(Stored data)
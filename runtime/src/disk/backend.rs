//! Privileged host operations behind one trait.
//!
//! The builder never touches loop devices, mount(2) or external programs
//! directly; it goes through a [`DiskBackend`]. [`HostBackend`] is the real
//! implementation, tests use a recording fake.

use std::fmt;
use std::path::{Path, PathBuf};
use std::process::Command;
use std::time::Duration;

use dockboot_core::error::{ConvertError, Result};

use super::layout::{DiskLayout, FilesystemKind};
use crate::host_check;

/// `PATH` for programs run inside the target root.
const TARGET_PATH: &str = "/usr/local/sbin:/usr/local/bin:/usr/sbin:/usr/bin:/sbin:/bin";

/// How long to wait for partition nodes after attaching.
const PARTITION_WAIT: Duration = Duration::from_secs(5);
const PARTITION_POLL: Duration = Duration::from_millis(50);

const UNMOUNT_RETRIES: u32 = 5;

/// What `losetup` prints when no loop device is free, across util-linux
/// releases, plus the kernel error when the loop driver has no more minors.
const LOOP_EXHAUSTED_MESSAGES: &[&str] = &[
    "cannot find an unused loop device",
    "could not find any free loop device",
    "No such device",
    "No space left on device",
];

/// A block device bound to a backing file.
#[derive(Debug, Clone, PartialEq, Eq)]
pub struct AttachedDevice {
    /// Whole-disk node, e.g. `/dev/loop3`.
    pub device: PathBuf,
    /// Partition nodes in partition-number order.
    pub partitions: Vec<PathBuf>,
}

impl AttachedDevice {
    /// Node of the 1-based partition `number`.
    pub fn partition(&self, number: u32) -> Result<&Path> {
        (number as usize)
            .checked_sub(1)
            .and_then(|i| self.partitions.get(i))
            .map(PathBuf::as_path)
            .ok_or_else(|| {
                ConvertError::Internal(format!(
                    "{} has no partition {}",
                    self.device.display(),
                    number
                ))
            })
    }
}

/// An external program invocation, optionally inside a target root.
#[derive(Debug, Clone, PartialEq, Eq)]
pub struct HostCommand {
    pub program: String,
    pub args: Vec<String>,
    /// Run via chroot into this directory.
    pub root: Option<PathBuf>,
}

impl HostCommand {
    pub fn new(program: impl Into<String>) -> Self {
        Self {
            program: program.into(),
            args: Vec::new(),
            root: None,
        }
    }

    pub fn arg(mut self, arg: impl Into<String>) -> Self {
        self.args.push(arg.into());
        self
    }

    pub fn args<I, S>(mut self, args: I) -> Self
    where
        I: IntoIterator<Item = S>,
        S: Into<String>,
    {
        self.args.extend(args.into_iter().map(Into::into));
        self
    }

    /// Run inside `root` instead of on the host.
    pub fn in_root(mut self, root: &Path) -> Self {
        self.root = Some(root.to_path_buf());
        self
    }
}

impl fmt::Display for HostCommand {
    fn fmt(&self, f: &mut fmt::Formatter<'_>) -> fmt::Result {
        if let Some(root) = &self.root {
            write!(f, "[chroot {}] ", root.display())?;
        }
        f.write_str(&self.program)?;
        for arg in &self.args {
            write!(f, " {}", arg)?;
        }
        Ok(())
    }
}

/// Privileged disk operations.
///
/// All methods block; callers run them on the blocking pool.
pub trait DiskBackend: Send + Sync {
    /// Fail fast if the host cannot build `layout`.
    fn check(&self, layout: &DiskLayout) -> Result<()>;

    /// Whether ownership and device nodes can be applied.
    fn privileged(&self) -> bool;

    /// Bind `image` to a block device exposing `partitions` partition nodes.
    fn attach(&self, image: &Path, partitions: usize) -> Result<AttachedDevice>;

    fn detach(&self, device: &Path) -> Result<()>;

    fn format(&self, partition: &Path, filesystem: FilesystemKind, label: &str) -> Result<()>;

    fn mount(&self, source: &Path, target: &Path, filesystem: FilesystemKind) -> Result<()>;

    fn bind_mount(&self, source: &Path, target: &Path) -> Result<()>;

    fn unmount(&self, target: &Path) -> Result<()>;

    /// Run a program to completion, returning its stdout.
    fn run(&self, command: &HostCommand) -> Result<String>;
}

/// Loop devices, mount(2) and host programs.
#[derive(Debug, Clone)]
pub struct HostBackend {
    privileged: bool,
    tool_dir: Option<PathBuf>,
}

impl HostBackend {
    pub fn new() -> Self {
        Self {
            privileged: nix::unistd::geteuid().is_root(),
            tool_dir: None,
        }
    }

    /// Look for host programs in `dir` before `PATH`.
    pub fn with_tool_dir(mut self, dir: impl Into<PathBuf>) -> Self {
        self.tool_dir = Some(dir.into());
        self
    }

    fn program(&self, name: &str) -> PathBuf {
        self.tool_dir
            .as_ref()
            .map(|dir| dir.join(name))
            .filter(|candidate| candidate.is_file())
            .unwrap_or_else(|| PathBuf::from(name))
    }

    fn wait_for_partitions(&self, device: &Path, count: usize) -> Result<Vec<PathBuf>> {
        let base = device.display().to_string();
        let nodes: Vec<PathBuf> = (1..=count)
            .map(|n| PathBuf::from(format!("{}p{}", base, n)))
            .collect();

        let deadline = std::time::Instant::now() + PARTITION_WAIT;
        loop {
            if nodes.iter().all(|n| n.exists()) {
                return Ok(nodes);
            }
            if std::time::Instant::now() >= deadline {
                return Err(ConvertError::Internal(format!(
                    "Partition nodes for {} did not appear",
                    base
                )));
            }
            std::thread::sleep(PARTITION_POLL);
        }
    }
}

impl Default for HostBackend {
    fn default() -> Self {
        Self::new()
    }
}

impl DiskBackend for HostBackend {
    fn check(&self, layout: &DiskLayout) -> Result<()> {
        host_check::check_disk_support(layout.boot().is_some()).map(|_| ())
    }

    fn privileged(&self) -> bool {
        self.privileged
    }

    fn attach(&self, image: &Path, partitions: usize) -> Result<AttachedDevice> {
        let command = HostCommand::new("losetup")
            .args(["--find", "--show", "--partscan"])
            .arg(image.display().to_string());
        let stdout = self.run(&command).map_err(|e| match e {
            ConvertError::Internal(msg) if is_loop_exhaustion(&msg) => {
                ConvertError::ResourceExhausted(format!("No free loop device: {}", msg))
            }
            other => other,
        })?;

        let device = PathBuf::from(stdout.trim());
        if !device.starts_with("/dev") {
            return Err(ConvertError::Internal(format!(
                "losetup returned unexpected device '{}'",
                stdout.trim()
            )));
        }
        tracing::info!(image = %image.display(), device = %device.display(), "Attached loop device");

        match self.wait_for_partitions(&device, partitions) {
            Ok(nodes) => Ok(AttachedDevice {
                device,
                partitions: nodes,
            }),
            Err(e) => {
                // Never leave a half-attached device behind
                if let Err(detach_err) = self.detach(&device) {
                    tracing::warn!(device = %device.display(), error = %detach_err, "Detach after failed attach");
                }
                Err(e)
            }
        }
    }

    fn detach(&self, device: &Path) -> Result<()> {
        self.run(&HostCommand::new("losetup").arg("-d").arg(device.display().to_string()))?;
        tracing::info!(device = %device.display(), "Detached loop device");
        Ok(())
    }

    fn format(&self, partition: &Path, filesystem: FilesystemKind, label: &str) -> Result<()> {
        let node = partition.display().to_string();
        let command = match filesystem {
            FilesystemKind::Ext4 => HostCommand::new("mkfs.ext4")
                .args(["-F", "-q", "-L"])
                .arg(label)
                .arg(node),
            FilesystemKind::Vfat => HostCommand::new("mkfs.vfat")
                .args(["-F", "32", "-n"])
                .arg(label.to_ascii_uppercase().chars().take(11).collect::<String>())
                .arg(node),
        };
        self.run(&command)?;
        tracing::info!(partition = %partition.display(), filesystem = filesystem.mount_type(), "Formatted partition");
        Ok(())
    }

    fn mount(&self, source: &Path, target: &Path, filesystem: FilesystemKind) -> Result<()> {
        use nix::mount::{mount, MsFlags};
        mount(
            Some(source),
            target,
            Some(filesystem.mount_type()),
            MsFlags::empty(),
            None::<&str>,
        )
        .map_err(|e| {
            ConvertError::io(
                format!("mounting {} at {}", source.display(), target.display()),
                std::io::Error::from(e),
            )
        })
    }

    fn bind_mount(&self, source: &Path, target: &Path) -> Result<()> {
        use nix::mount::{mount, MsFlags};
        mount(
            Some(source),
            target,
            None::<&str>,
            MsFlags::MS_BIND,
            None::<&str>,
        )
        .map_err(|e| {
            ConvertError::io(
                format!("bind mounting {} at {}", source.display(), target.display()),
                std::io::Error::from(e),
            )
        })
    }

    fn unmount(&self, target: &Path) -> Result<()> {
        use nix::errno::Errno;
        use nix::mount::{umount2, MntFlags};

        let mut attempt = 0;
        loop {
            match umount2(target, MntFlags::empty()) {
                Ok(()) => return Ok(()),
                Err(Errno::EBUSY) if attempt < UNMOUNT_RETRIES => {
                    attempt += 1;
                    std::thread::sleep(Duration::from_millis(100 * attempt as u64));
                }
                Err(Errno::EBUSY) => {
                    tracing::warn!(target = %target.display(), "Mount busy; detaching lazily");
                    return umount2(target, MntFlags::MNT_DETACH).map_err(|e| {
                        ConvertError::io(
                            format!("unmounting {}", target.display()),
                            std::io::Error::from(e),
                        )
                    });
                }
                Err(e) => {
                    return Err(ConvertError::io(
                        format!("unmounting {}", target.display()),
                        std::io::Error::from(e),
                    ))
                }
            }
        }
    }

    fn run(&self, command: &HostCommand) -> Result<String> {
        let mut cmd = match &command.root {
            Some(root) => {
                let mut cmd = Command::new(self.program("chroot"));
                cmd.arg(root).arg(&command.program);
                cmd.env_clear();
                cmd.env("PATH", TARGET_PATH);
                cmd.env("HOME", "/root");
                cmd.env("DEBIAN_FRONTEND", "noninteractive");
                cmd
            }
            None => Command::new(self.program(&command.program)),
        };
        cmd.args(&command.args);

        tracing::debug!(command = %command, "Running");
        let output = cmd
            .output()
            .map_err(|e| ConvertError::Internal(format!("Failed to execute {}: {}", command, e)))?;

        if !output.status.success() {
            let stderr = String::from_utf8_lossy(&output.stderr);
            return Err(ConvertError::Internal(format!(
                "{} failed (exit {}): {}",
                command,
                output.status.code().unwrap_or(-1),
                stderr.trim()
            )));
        }
        Ok(String::from_utf8_lossy(&output.stdout).into_owned())
    }
}

fn is_loop_exhaustion(message: &str) -> bool {
    LOOP_EXHAUSTED_MESSAGES.iter().any(|m| message.contains(m))
}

▶ _TASK DETAILS_
Copy each line, exactly, that falls between the line containing "attempt += 1;" and the end of the entries, both included.

▶ _SOLUTION FOR THIS EXERCISE_
                    attempt += 1;
                    std::thread::sleep(Duration::from_millis(100 * attempt as u64));
                }
                Err(Errno::EBUSY) => {
                    tracing::warn!(target = %target.display(), "Mount busy; detaching lazily");
                    return umount2(target, MntFlags::MNT_DETACH).map_err(|e| {
                        ConvertError::io(
                            format!("unmounting {}", target.display()),
                            std::io::Error::from(e),
                        )
                    });
                }
                Err(e) => {
                    return Err(ConvertError::io(
                        format!("unmounting {}", target.display()),
                        std::io::Error::from(e),
                    ))
                }
            }
        }
    }

    fn run(&self, command: &HostCommand) -> Result<String> {
        let mut cmd = match &command.root {
            Some(root) => {
                let mut cmd = Command::new(self.program("chroot"));
                cmd.arg(root).arg(&command.program);
                cmd.env_clear();
                cmd.env("PATH", TARGET_PATH);
                cmd.env("HOME", "/root");
                cmd.env("DEBIAN_FRONTEND", "noninteractive");
                cmd
            }
            None => Command::new(self.program(&command.program)),
        };
        cmd.args(&command.args);

        tracing::debug!(command = %command, "Running");
        let output = cmd
            .output()
            .map_err(|e| ConvertError::Internal(format!("Failed to execute {}: {}", command, e)))?;

        if !output.status.success() {
            let stderr = String::from_utf8_lossy(&output.stderr);
            return Err(ConvertError::Internal(format!(
                "{} failed (exit {}): {}",
                command,
                output.status.code().unwrap_or(-1),
                stderr.trim()
            )));
        }
        Ok(String::from_utf8_lossy(&output.stdout).into_owned())
    }
}

fn is_loop_exhaustion(message: &str) -> bool {
    LOOP_EXHAUSTED_MESSAGES.iter().any(|m| message.contains(m))
}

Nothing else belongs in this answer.